● **INPUT DATA**

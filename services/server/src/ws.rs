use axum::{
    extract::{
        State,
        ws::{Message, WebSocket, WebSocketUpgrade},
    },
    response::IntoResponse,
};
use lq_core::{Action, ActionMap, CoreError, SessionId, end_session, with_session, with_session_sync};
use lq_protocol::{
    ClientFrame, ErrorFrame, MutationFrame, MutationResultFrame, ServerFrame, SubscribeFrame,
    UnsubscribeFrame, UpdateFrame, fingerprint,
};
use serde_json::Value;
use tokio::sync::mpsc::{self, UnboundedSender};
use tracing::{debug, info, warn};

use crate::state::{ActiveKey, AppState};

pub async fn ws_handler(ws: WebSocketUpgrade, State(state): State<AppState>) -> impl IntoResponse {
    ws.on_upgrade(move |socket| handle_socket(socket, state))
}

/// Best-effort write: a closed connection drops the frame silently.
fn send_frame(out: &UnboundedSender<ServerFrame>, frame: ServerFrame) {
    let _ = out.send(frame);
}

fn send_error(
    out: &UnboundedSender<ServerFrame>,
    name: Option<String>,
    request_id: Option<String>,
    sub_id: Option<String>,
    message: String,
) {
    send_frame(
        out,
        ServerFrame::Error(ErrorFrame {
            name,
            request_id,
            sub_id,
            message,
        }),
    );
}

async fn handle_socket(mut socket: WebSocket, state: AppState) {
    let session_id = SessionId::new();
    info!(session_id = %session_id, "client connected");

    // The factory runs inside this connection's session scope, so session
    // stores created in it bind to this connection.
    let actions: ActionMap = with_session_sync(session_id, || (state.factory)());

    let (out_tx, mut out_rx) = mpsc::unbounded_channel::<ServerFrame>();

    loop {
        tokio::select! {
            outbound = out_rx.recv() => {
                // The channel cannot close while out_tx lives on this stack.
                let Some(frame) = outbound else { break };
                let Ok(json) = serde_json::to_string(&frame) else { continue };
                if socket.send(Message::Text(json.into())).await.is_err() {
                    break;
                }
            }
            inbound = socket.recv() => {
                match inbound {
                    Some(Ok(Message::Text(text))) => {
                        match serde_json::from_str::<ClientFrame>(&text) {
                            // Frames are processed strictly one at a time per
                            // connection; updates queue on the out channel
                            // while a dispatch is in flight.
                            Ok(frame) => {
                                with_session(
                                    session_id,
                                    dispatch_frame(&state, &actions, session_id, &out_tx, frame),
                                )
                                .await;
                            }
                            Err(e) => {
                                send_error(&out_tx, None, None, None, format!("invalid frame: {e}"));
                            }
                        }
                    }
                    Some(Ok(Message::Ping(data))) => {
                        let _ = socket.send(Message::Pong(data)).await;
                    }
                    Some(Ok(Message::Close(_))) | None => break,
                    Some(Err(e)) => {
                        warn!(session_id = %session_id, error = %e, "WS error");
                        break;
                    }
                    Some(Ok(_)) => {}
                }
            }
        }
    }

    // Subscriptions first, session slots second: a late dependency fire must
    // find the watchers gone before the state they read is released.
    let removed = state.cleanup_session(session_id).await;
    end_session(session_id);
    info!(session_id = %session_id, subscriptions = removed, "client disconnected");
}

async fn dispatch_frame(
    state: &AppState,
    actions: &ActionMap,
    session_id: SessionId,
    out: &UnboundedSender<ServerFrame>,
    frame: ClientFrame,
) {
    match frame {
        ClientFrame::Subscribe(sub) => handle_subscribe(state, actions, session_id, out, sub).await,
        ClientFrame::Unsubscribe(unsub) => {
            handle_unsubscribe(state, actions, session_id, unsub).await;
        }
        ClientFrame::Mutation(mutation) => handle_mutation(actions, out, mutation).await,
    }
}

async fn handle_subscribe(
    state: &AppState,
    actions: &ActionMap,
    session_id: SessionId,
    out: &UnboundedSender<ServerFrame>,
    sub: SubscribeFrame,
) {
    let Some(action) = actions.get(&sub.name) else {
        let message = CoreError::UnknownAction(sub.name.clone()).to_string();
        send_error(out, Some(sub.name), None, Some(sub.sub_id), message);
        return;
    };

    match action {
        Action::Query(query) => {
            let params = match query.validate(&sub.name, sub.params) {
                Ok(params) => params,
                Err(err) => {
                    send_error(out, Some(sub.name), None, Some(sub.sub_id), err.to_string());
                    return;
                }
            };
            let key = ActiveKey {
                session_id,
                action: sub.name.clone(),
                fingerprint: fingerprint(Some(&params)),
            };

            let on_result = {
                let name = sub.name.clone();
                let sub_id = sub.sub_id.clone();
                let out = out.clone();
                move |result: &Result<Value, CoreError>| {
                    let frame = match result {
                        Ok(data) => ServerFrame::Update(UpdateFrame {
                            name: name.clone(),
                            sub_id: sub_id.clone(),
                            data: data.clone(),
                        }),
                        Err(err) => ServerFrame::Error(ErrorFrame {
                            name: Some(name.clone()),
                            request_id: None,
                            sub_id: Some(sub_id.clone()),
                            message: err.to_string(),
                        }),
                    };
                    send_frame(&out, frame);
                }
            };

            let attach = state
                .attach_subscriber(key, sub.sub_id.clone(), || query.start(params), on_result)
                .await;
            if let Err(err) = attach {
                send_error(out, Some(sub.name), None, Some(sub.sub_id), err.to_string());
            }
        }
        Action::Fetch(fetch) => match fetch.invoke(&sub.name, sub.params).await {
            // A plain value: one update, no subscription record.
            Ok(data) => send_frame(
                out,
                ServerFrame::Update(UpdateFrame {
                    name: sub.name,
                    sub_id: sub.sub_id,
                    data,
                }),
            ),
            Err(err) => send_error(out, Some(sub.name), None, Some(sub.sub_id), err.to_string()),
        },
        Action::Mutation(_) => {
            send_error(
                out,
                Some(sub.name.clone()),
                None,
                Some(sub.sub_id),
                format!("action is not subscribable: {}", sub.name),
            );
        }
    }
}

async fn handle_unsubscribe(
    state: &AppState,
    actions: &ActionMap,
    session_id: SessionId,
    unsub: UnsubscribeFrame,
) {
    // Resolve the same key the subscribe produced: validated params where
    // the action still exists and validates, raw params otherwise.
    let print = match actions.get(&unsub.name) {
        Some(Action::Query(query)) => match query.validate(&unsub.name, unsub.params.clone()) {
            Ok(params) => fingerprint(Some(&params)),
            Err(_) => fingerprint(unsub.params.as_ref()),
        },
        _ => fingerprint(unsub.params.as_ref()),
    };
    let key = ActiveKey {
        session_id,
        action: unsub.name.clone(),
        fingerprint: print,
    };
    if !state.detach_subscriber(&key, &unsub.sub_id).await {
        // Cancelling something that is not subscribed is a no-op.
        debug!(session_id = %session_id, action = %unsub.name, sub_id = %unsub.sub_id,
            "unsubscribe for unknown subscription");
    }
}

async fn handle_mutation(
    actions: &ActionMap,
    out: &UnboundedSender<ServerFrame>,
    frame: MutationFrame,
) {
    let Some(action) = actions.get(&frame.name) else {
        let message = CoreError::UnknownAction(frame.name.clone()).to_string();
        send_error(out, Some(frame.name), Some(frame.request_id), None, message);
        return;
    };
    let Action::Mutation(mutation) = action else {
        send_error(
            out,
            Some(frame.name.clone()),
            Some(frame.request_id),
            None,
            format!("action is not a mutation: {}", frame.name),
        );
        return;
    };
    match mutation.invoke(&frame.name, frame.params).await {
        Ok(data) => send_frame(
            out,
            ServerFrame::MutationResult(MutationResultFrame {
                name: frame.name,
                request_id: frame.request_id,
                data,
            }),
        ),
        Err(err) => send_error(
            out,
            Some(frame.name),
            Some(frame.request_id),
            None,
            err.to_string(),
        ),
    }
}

● **PROBLEM STATEMENT**
The full listing above should be retyped without any alteration.

● **EXERCISE RESULT**
filename services/server/src/ws.rs
use axum::{
    extract::{
        State,
        ws::{Message, WebSocket, WebSocketUpgrade},
    },
    response::IntoResponse,
};
use lq_core::{Action, ActionMap, CoreError, SessionId, end_session, with_session, with_session_sync};
use lq_protocol::{
    ClientFrame, ErrorFrame, MutationFrame, MutationResultFrame, ServerFrame, SubscribeFrame,
    UnsubscribeFrame, UpdateFrame, fingerprint,
};
use serde_json::Value;
use tokio::sync::mpsc::{self, UnboundedSender};
use tracing::{debug, info, warn};

use crate::state::{ActiveKey, AppState};

pub async fn ws_handler(ws: WebSocketUpgrade, State(state): State<AppState>) -> impl IntoResponse {
    ws.on_upgrade(move |socket| handle_socket(socket, state))
}

/// Best-effort write: a closed connection drops the frame silently.
fn send_frame(out: &UnboundedSender<ServerFrame>, frame: ServerFrame) {
    let _ = out.send(frame);
}

fn send_error(
    out: &UnboundedSender<ServerFrame>,
    name: Option<String>,
    request_id: Option<String>,
    sub_id: Option<String>,
    message: String,
) {
    send_frame(
        out,
        ServerFrame::Error(ErrorFrame {
            name,
            request_id,
            sub_id,
            message,
        }),
    );
}

async fn handle_socket(mut socket: WebSocket, state: AppState) {
    let session_id = SessionId::new();
    info!(session_id = %session_id, "client connected");

    // The factory runs inside this connection's session scope, so session
    // stores created in it bind to this connection.
    let actions: ActionMap = with_session_sync(session_id, || (state.factory)());

    let (out_tx, mut out_rx) = mpsc::unbounded_channel::<ServerFrame>();

    loop {
        tokio::select! {
            outbound = out_rx.recv() => {
                // The channel cannot close while out_tx lives on this stack.
                let Some(frame) = outbound else { break };
                let Ok(json) = serde_json::to_string(&frame) else { continue };
                if socket.send(Message::Text(json.into())).await.is_err() {
                    break;
                }
            }
            inbound = socket.recv() => {
                match inbound {
                    Some(Ok(Message::Text(text))) => {
                        match serde_json::from_str::<ClientFrame>(&text) {
                            // Frames are processed strictly one at a time per
                            // connection; updates queue on the out channel
                            // while a dispatch is in flight.
                            Ok(frame) => {
                                with_session(
                                    session_id,
                                    dispatch_frame(&state, &actions, session_id, &out_tx, frame),
                                )
                                .await;
                            }
                            Err(e) => {
                                send_error(&out_tx, None, None, None, format!("invalid frame: {e}"));
                            }
                        }
                    }
                    Some(Ok(Message::Ping(data))) => {
                        let _ = socket.send(Message::Pong(data)).await;
                    }
                    Some(Ok(Message::Close(_))) | None => break,
                    Some(Err(e)) => {
                        warn!(session_id = %session_id, error = %e, "WS error");
                        break;
                    }
                    Some(Ok(_)) => {}
                }
            }
        }
    }

    // Subscriptions first, session slots second: a late dependency fire must
    // find the watchers gone before the state they read is released.
    let removed = state.cleanup_session(session_id).await;
    end_session(session_id);
    info!(session_id = %session_id, subscriptions = removed, "client disconnected");
}

async fn dispatch_frame(
    state: &AppState,
    actions: &ActionMap,
    session_id: SessionId,
    out: &UnboundedSender<ServerFrame>,
    frame: ClientFrame,
) {
    match frame {
        ClientFrame::Subscribe(sub) => handle_subscribe(state, actions, session_id, out, sub).await,
        ClientFrame::Unsubscribe(unsub) => {
            handle_unsubscribe(state, actions, session_id, unsub).await;
        }
        ClientFrame::Mutation(mutation) => handle_mutation(actions, out, mutation).await,
    }
}

async fn handle_subscribe(
    state: &AppState,
    actions: &ActionMap,
    session_id: SessionId,
    out: &UnboundedSender<ServerFrame>,
    sub: SubscribeFrame,
) {
    let Some(action) = actions.get(&sub.name) else {
        let message = CoreError::UnknownAction(sub.name.clone()).to_string();
        send_error(out, Some(sub.name), None, Some(sub.sub_id), message);
        return;
    };

    match action {
        Action::Query(query) => {
            let params = match query.validate(&sub.name, sub.params) {
                Ok(params) => params,
                Err(err) => {
                    send_error(out, Some(sub.name), None, Some(sub.sub_id), err.to_string());
                    return;
                }
            };
            let key = ActiveKey {
                session_id,
                action: sub.name.clone(),
                fingerprint: fingerprint(Some(&params)),
            };

            let on_result = {
                let name = sub.name.clone();
                let sub_id = sub.sub_id.clone();
                let out = out.clone();
                move |result: &Result<Value, CoreError>| {
                    let frame = match result {
                        Ok(data) => ServerFrame::Update(UpdateFrame {
                            name: name.clone(),
                            sub_id: sub_id.clone(),
                            data: data.clone(),
                        }),
                        Err(err) => ServerFrame::Error(ErrorFrame {
                            name: Some(name.clone()),
                            request_id: None,
                            sub_id: Some(sub_id.clone()),
                            message: err.to_string(),
                        }),
                    };
                    send_frame(&out, frame);
                }
            };

            let attach = state
                .attach_subscriber(key, sub.sub_id.clone(), || query.start(params), on_result)
                .await;
            if let Err(err) = attach {
                send_error(out, Some(sub.name), None, Some(sub.sub_id), err.to_string());
            }
        }
        Action::Fetch(fetch) => match fetch.invoke(&sub.name, sub.params).await {
            // A plain value: one update, no subscription record.
            Ok(data) => send_frame(
                out,
                ServerFrame::Update(UpdateFrame {
                    name: sub.name,
                    sub_id: sub.sub_id,
                    data,
                }),
            ),
            Err(err) => send_error(out, Some(sub.name), None, Some(sub.sub_id), err.to_string()),
        },
        Action::Mutation(_) => {
            send_error(
                out,
                Some(sub.name.clone()),
                None,
                Some(sub.sub_id),
                format!("action is not subscribable: {}", sub.name),
            );
        }
    }
}

async fn handle_unsubscribe(
    state: &AppState,
    actions: &ActionMap,
    session_id: SessionId,
    unsub: UnsubscribeFrame,
) {
    // Resolve the same key the subscribe produced: validated params where
    // the action still exists and validates, raw params otherwise.
    let print = match actions.get(&unsub.name) {
        Some(Action::Query(query)) => match query.validate(&unsub.name, unsub.params.clone()) {
            Ok(params) => fingerprint(Some(&params)),
            Err(_) => fingerprint(unsub.params.as_ref()),
        },
        _ => fingerprint(unsub.params.as_ref()),
    };
    let key = ActiveKey {
        session_id,
        action: unsub.name.clone(),
        fingerprint: print,
    };
    if !state.detach_subscriber(&key, &unsub.sub_id).await {
        // Cancelling something that is not subscribed is a no-op.
        debug!(session_id = %session_id, action = %unsub.name, sub_id = %unsub.sub_id,
            "unsubscribe for unknown subscription");
    }
}

async fn handle_mutation(
    actions: &ActionMap,
    out: &UnboundedSender<ServerFrame>,
    frame: MutationFrame,
) {
    let Some(action) = actions.get(&frame.name) else {
        let message = CoreError::UnknownAction(frame.name.clone()).to_string();
        send_error(out, Some(frame.name), Some(frame.request_id), None, message);
        return;
    };
    let Action::Mutation(mutation) = action else {
        send_error(
            out,
            Some(frame.name.clone()),
            Some(frame.request_id),
            None,
            format!("action is not a mutation: {}", frame.name),
        );
        return;
    };
    match mutation.invoke(&frame.name, frame.params).await {
        Ok(data) => send_frame(
            out,
            ServerFrame::MutationResult(MutationResultFrame {
                name: frame.name,
                request_id: frame.request_id,
                data,
            }),
        ),
        Err(err) => send_error(
            out,
            Some(frame.name),
            Some(frame.request_id),
            None,
            err.to_string(),
        ),
    }
}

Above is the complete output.